[GIVEN ENTRIES]

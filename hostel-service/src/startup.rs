use crate::config::{HostelConfig, StoreBackend};
use crate::handlers::{
    self, complaints, hostels, managers, payments, reports, rewards, rooms, students,
};
use crate::services::{BillingService, HostelStore, InvoiceScheduler, MemoryStore, MongoStore};
use axum::{
    middleware,
    routing::{get, patch, post},
    Router,
};
use secrecy::ExposeSecret;
use service_core::error::AppError;
use service_core::middleware::{make_request_span, metrics_middleware, request_id_middleware};
use std::future::Future;
use std::net::SocketAddr;
use std::sync::Arc;
use tokio::net::TcpListener;
use tokio::signal;
use tokio_util::sync::CancellationToken;
use tower_http::trace::TraceLayer;

#[derive(Clone)]
pub struct AppState {
    pub config: HostelConfig,
    pub store: Arc<dyn HostelStore>,
    pub billing: BillingService,
}

pub fn build_router(state: AppState) -> Router {
    let hostel_routes = Router::new()
        .route(
            "/hostels",
            get(hostels::list_hostels).post(hostels::create_hostel),
        )
        .route(
            "/hostels/:hostel_id",
            get(hostels::get_hostel)
                .patch(hostels::update_hostel)
                .delete(hostels::deactivate_hostel),
        )
        .route(
            "/hostels/:hostel_id/rooms",
            get(rooms::list_rooms).post(rooms::create_room),
        )
        .route(
            "/hostels/:hostel_id/rooms/:room_id",
            get(rooms::get_room)
                .patch(rooms::update_room)
                .delete(rooms::delete_room),
        )
        .route(
            "/hostels/:hostel_id/students",
            get(students::list_students).post(students::create_student),
        )
        .route(
            "/hostels/:hostel_id/students/:student_id",
            get(students::get_student).patch(students::update_student),
        )
        .route(
            "/hostels/:hostel_id/students/:student_id/assign-room",
            post(students::assign_room),
        )
        .route(
            "/hostels/:hostel_id/students/:student_id/leave",
            post(students::leave_hostel),
        )
        .route(
            "/hostels/:hostel_id/managers",
            get(managers::list_managers).post(managers::create_manager),
        )
        .route(
            "/hostels/:hostel_id/managers/:user_id",
            axum::routing::delete(managers::deactivate_manager),
        )
        .route(
            "/hostels/:hostel_id/payments",
            get(payments::list_payments).post(payments::create_payment),
        )
        .route(
            "/hostels/:hostel_id/payments/generate",
            post(payments::generate_for_hostel),
        )
        .route(
            "/hostels/:hostel_id/payments/:payment_id",
            get(payments::get_payment),
        )
        .route(
            "/hostels/:hostel_id/payments/:payment_id/proof",
            post(payments::submit_proof),
        )
        .route(
            "/hostels/:hostel_id/payments/:payment_id/verify",
            post(payments::verify_payment),
        )
        .route(
            "/hostels/:hostel_id/payments/:payment_id/reject",
            post(payments::reject_payment),
        )
        .route(
            "/hostels/:hostel_id/payments/:payment_id/refund",
            post(payments::refund_payment),
        )
        .route(
            "/hostels/:hostel_id/complaints",
            get(complaints::list_complaints).post(complaints::create_complaint),
        )
        .route(
            "/hostels/:hostel_id/complaints/:complaint_id",
            patch(complaints::update_complaint),
        )
        .route(
            "/hostels/:hostel_id/rewards",
            get(rewards::list_rewards).post(rewards::create_reward),
        )
        .route(
            "/hostels/:hostel_id/reports/summary",
            get(reports::hostel_report),
        )
        .route("/payments/generate", post(payments::generate_all))
        .route("/admin/billing/overview", get(reports::admin_overview));

    Router::new()
        .route("/health", get(handlers::health_check))
        .route("/ready", get(handlers::readiness_check))
        .route("/metrics", get(handlers::metrics_handler))
        .nest("/api/v1", hostel_routes)
        .layer(middleware::from_fn(metrics_middleware))
        .layer(TraceLayer::new_for_http().make_span_with(make_request_span))
        .layer(middleware::from_fn(request_id_middleware))
        .with_state(state)
}

pub struct Application {
    port: u16,
    listener: TcpListener,
    router: Router,
    state: AppState,
    scheduler_token: CancellationToken,
}

impl Application {
    pub async fn build(config: HostelConfig) -> Result<Self, AppError> {
        let store: Arc<dyn HostelStore> = match config.store {
            StoreBackend::Mongo => {
                let db = MongoStore::connect(
                    config.mongodb.uri.expose_secret(),
                    &config.mongodb.database,
                )
                .await?;
                db.initialize_indexes().await.map_err(|e| {
                    tracing::error!("Failed to initialize database indexes: {}", e);
                    e
                })?;
                Arc::new(db)
            }
            StoreBackend::Memory => {
                tracing::warn!("Using in-memory store; data is lost on restart");
                Arc::new(MemoryStore::new())
            }
        };

        let billing = BillingService::new(store.clone(), config.billing.clone());

        let scheduler = InvoiceScheduler::new(store.clone(), billing.clone());
        let scheduler_token = scheduler.shutdown_token();
        scheduler.start();

        let state = AppState {
            config: config.clone(),
            store,
            billing,
        };
        let router = build_router(state.clone());

        let addr = SocketAddr::from(([0, 0, 0, 0], config.common.port));
        let listener = TcpListener::bind(addr).await.map_err(|e| {
            tracing::error!("Failed to bind TCP listener to {}: {}", addr, e);
            AppError::from(e)
        })?;
        let port = listener.local_addr()?.port();

        tracing::info!("Listening on {}", port);

        Ok(Self {
            port,
            listener,
            router,
            state,
            scheduler_token,
        })
    }

    pub fn port(&self) -> u16 {
        self.port
    }

    pub fn store(&self) -> Arc<dyn HostelStore> {
        self.state.store.clone()
    }

    pub async fn run_until_stopped(self) -> std::io::Result<()> {
        self.run_with_shutdown(shutdown_signal()).await
    }

    pub async fn run_with_shutdown<F>(self, shutdown: F) -> std::io::Result<()>
    where
        F: Future<Output = ()> + Send + 'static,
    {
        let token = self.scheduler_token;
        axum::serve(self.listener, self.router)
            .with_graceful_shutdown(async move {
                shutdown.await;
                token.cancel();
            })
            .await
    }
}

async fn shutdown_signal() {
    let ctrl_c = async {
        if let Err(e) = signal::ctrl_c().await {
            tracing::error!("Failed to install Ctrl+C handler: {}", e);
            std::future::pending::<()>().await;
        }
    };

    #[cfg(unix)]
    let terminate = async {
        match signal::unix::signal(signal::unix::SignalKind::terminate()) {
            Ok(mut stream) => {
                stream.recv().await;
            }
            Err(e) => {
                tracing::error!("Failed to install SIGTERM handler: {}", e);
                std::future::pending::<()>().await;
            }
        }
    };

    #[cfg(not(unix))]
    let terminate = std::future::pending::<()>();

    tokio::select! {
        _ = ctrl_c => {},
        _ = terminate => {},
    }

    tracing::info!("Shutdown signal received");
}
#![allow(dead_code)]

use hostel_service::config::HostelConfig;
use hostel_service::services::HostelStore;
use hostel_service::startup::Application;
use reqwest::{Method, RequestBuilder, Response};
use serde_json::{json, Value};
use std::sync::Arc;

pub const ADMIN_ID: &str = "admin-1";
pub const OWNER_ID: &str = "owner-1";
pub const OTHER_OWNER_ID: &str = "owner-2";
pub const MANAGER_ID: &str = "manager-1";

/// Identity forwarded by the gateway.
#[derive(Debug, Clone)]
pub struct Caller {
    pub user_id: String,
    pub role: &'static str,
    pub hostel_id: Option<String>,
}

impl Caller {
    pub fn admin() -> Self {
        Self {
            user_id: ADMIN_ID.to_string(),
            role: "ADMIN",
            hostel_id: None,
        }
    }

    pub fn owner(user_id: &str) -> Self {
        Self {
            user_id: user_id.to_string(),
            role: "OWNER",
            hostel_id: None,
        }
    }

    pub fn manager(hostel_id: &str) -> Self {
        Self {
            user_id: MANAGER_ID.to_string(),
            role: "MANAGER",
            hostel_id: Some(hostel_id.to_string()),
        }
    }

    pub fn student(user_id: &str, hostel_id: &str) -> Self {
        Self {
            user_id: user_id.to_string(),
            role: "STUDENT",
            hostel_id: Some(hostel_id.to_string()),
        }
    }
}

pub struct TestApp {
    pub address: String,
    pub port: u16,
    pub store: Arc<dyn HostelStore>,
    pub client: reqwest::Client,
}

impl TestApp {
    pub async fn spawn() -> Self {
        Self::spawn_with(HostelConfig::in_memory()).await
    }

    pub async fn spawn_with(config: HostelConfig) -> Self {
        let app = Application::build(config)
            .await
            .expect("Failed to build test application");

        let port = app.port();
        let store = app.store();
        let address = format!("http://127.0.0.1:{}", port);

        tokio::spawn(async move {
            app.run_until_stopped().await.ok();
        });

        // Wait for HTTP server to be ready by polling health endpoint
        let client = reqwest::Client::new();
        let health_url = format!("{}/health", address);
        for _ in 0..50 {
            if client.get(&health_url).send().await.is_ok() {
                break;
            }
            tokio::time::sleep(tokio::time::Duration::from_millis(50)).await;
        }

        TestApp {
            address,
            port,
            store,
            client,
        }
    }

    pub fn request(&self, method: Method, path: &str, caller: &Caller) -> RequestBuilder {
        let mut builder = self
            .client
            .request(method, format!("{}/api/v1{}", self.address, path))
            .header("X-User-ID", &caller.user_id)
            .header("X-User-Role", caller.role);
        if let Some(ref hostel_id) = caller.hostel_id {
            builder = builder.header("X-Hostel-ID", hostel_id);
        }
        builder
    }

    pub async fn get(&self, path: &str, caller: &Caller) -> Response {
        self.request(Method::GET, path, caller)
            .send()
            .await
            .expect("Failed to execute request")
    }

    pub async fn post(&self, path: &str, caller: &Caller, body: Value) -> Response {
        self.request(Method::POST, path, caller)
            .json(&body)
            .send()
            .await
            .expect("Failed to execute request")
    }

    pub async fn patch(&self, path: &str, caller: &Caller, body: Value) -> Response {
        self.request(Method::PATCH, path, caller)
            .json(&body)
            .send()
            .await
            .expect("Failed to execute request")
    }

    pub async fn delete(&self, path: &str, caller: &Caller) -> Response {
        self.request(Method::DELETE, path, caller)
            .send()
            .await
            .expect("Failed to execute request")
    }

    /// Creates a hostel owned by `owner_id` and returns its id.
    pub async fn create_hostel(&self, owner_id: &str, name: &str) -> String {
        let response = self
            .post(
                "/hostels",
                &Caller::owner(owner_id),
                json!({
                    "name": name,
                    "address": "12 College Road",
                    "city": "Kampala",
                }),
            )
            .await;
        assert_eq!(response.status(), 201, "hostel creation failed");
        let body: Value = response.json().await.expect("Invalid hostel response");
        body["id"].as_str().expect("hostel id").to_string()
    }

    pub async fn create_room(&self, hostel_id: &str, number: &str, capacity: i32) -> String {
        let response = self
            .post(
                &format!("/hostels/{}/rooms", hostel_id),
                &Caller::manager(hostel_id),
                json!({
                    "number": number,
                    "floor": 1,
                    "room_type": "DORMITORY",
                    "capacity": capacity,
                }),
            )
            .await;
        assert_eq!(response.status(), 201, "room creation failed");
        let body: Value = response.json().await.expect("Invalid room response");
        body["id"].as_str().expect("room id").to_string()
    }

    /// Registers a student with the given fee. `user_id` links a student login.
    pub async fn create_student(
        &self,
        hostel_id: &str,
        name: &str,
        monthly_fee: i64,
        user_id: Option<&str>,
    ) -> String {
        let email = format!("{}@example.com", name.to_lowercase().replace(' ', "."));
        let response = self
            .post(
                &format!("/hostels/{}/students", hostel_id),
                &Caller::manager(hostel_id),
                json!({
                    "name": name,
                    "email": email,
                    "monthly_fee": monthly_fee,
                    "user_id": user_id,
                }),
            )
            .await;
        assert_eq!(response.status(), 201, "student creation failed");
        let body: Value = response.json().await.expect("Invalid student response");
        body["id"].as_str().expect("student id").to_string()
    }

    pub async fn generate(&self, hostel_id: &str, month: i32, year: i32) -> Response {
        self.post(
            &format!("/hostels/{}/payments/generate", hostel_id),
            &Caller::manager(hostel_id),
            json!({ "month": month, "year": year }),
        )
        .await
    }

    pub async fn list_payments(&self, hostel_id: &str, query: &str) -> Value {
        let response = self
            .get(
                &format!("/hostels/{}/payments{}", hostel_id, query),
                &Caller::manager(hostel_id),
            )
            .await;
        assert_eq!(response.status(), 200);
        response.json().await.expect("Invalid payment list")
    }
}
use chrono::{DateTime, Utc};
use serde::{Deserialize, Serialize};
use uuid::Uuid;

/// A residence property; the tenant boundary for everything else.
#[derive(Debug, Clone, Serialize, Deserialize)]
pub struct Hostel {
    #[serde(rename = "_id")]
    pub id: String,
    pub owner_id: String,
    pub name: String,
    pub address: String,
    pub city: String,
    pub phone: Option<String>,
    pub is_active: bool,
    #[serde(with = "mongodb::bson::serde_helpers::chrono_datetime_as_bson_datetime")]
    pub created_at: DateTime<Utc>,
    #[serde(with = "mongodb::bson::serde_helpers::chrono_datetime_as_bson_datetime")]
    pub updated_at: DateTime<Utc>,
}

impl Hostel {
    pub fn new(
        owner_id: String,
        name: String,
        address: String,
        city: String,
        phone: Option<String>,
    ) -> Self {
        let now = Utc::now();
        Self {
            id: Uuid::new_v4().to_string(),
            owner_id,
            name,
            address,
            city,
            phone,
            is_active: true,
            created_at: now,
            updated_at: now,
        }
    }
}

/// Filter for listing hostels.
#[derive(Debug, Clone, Default)]
pub struct HostelFilter {
    pub owner_id: Option<String>,
    pub ids: Option<Vec<String>>,
    pub active_only: bool,
}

[/GIVEN ENTRIES]

> _WHAT THIS TASK INVOLVES_
Search the data for the word "axum" and report how many lines include it, with the number alone.

> _RESPONSE BELOW_
3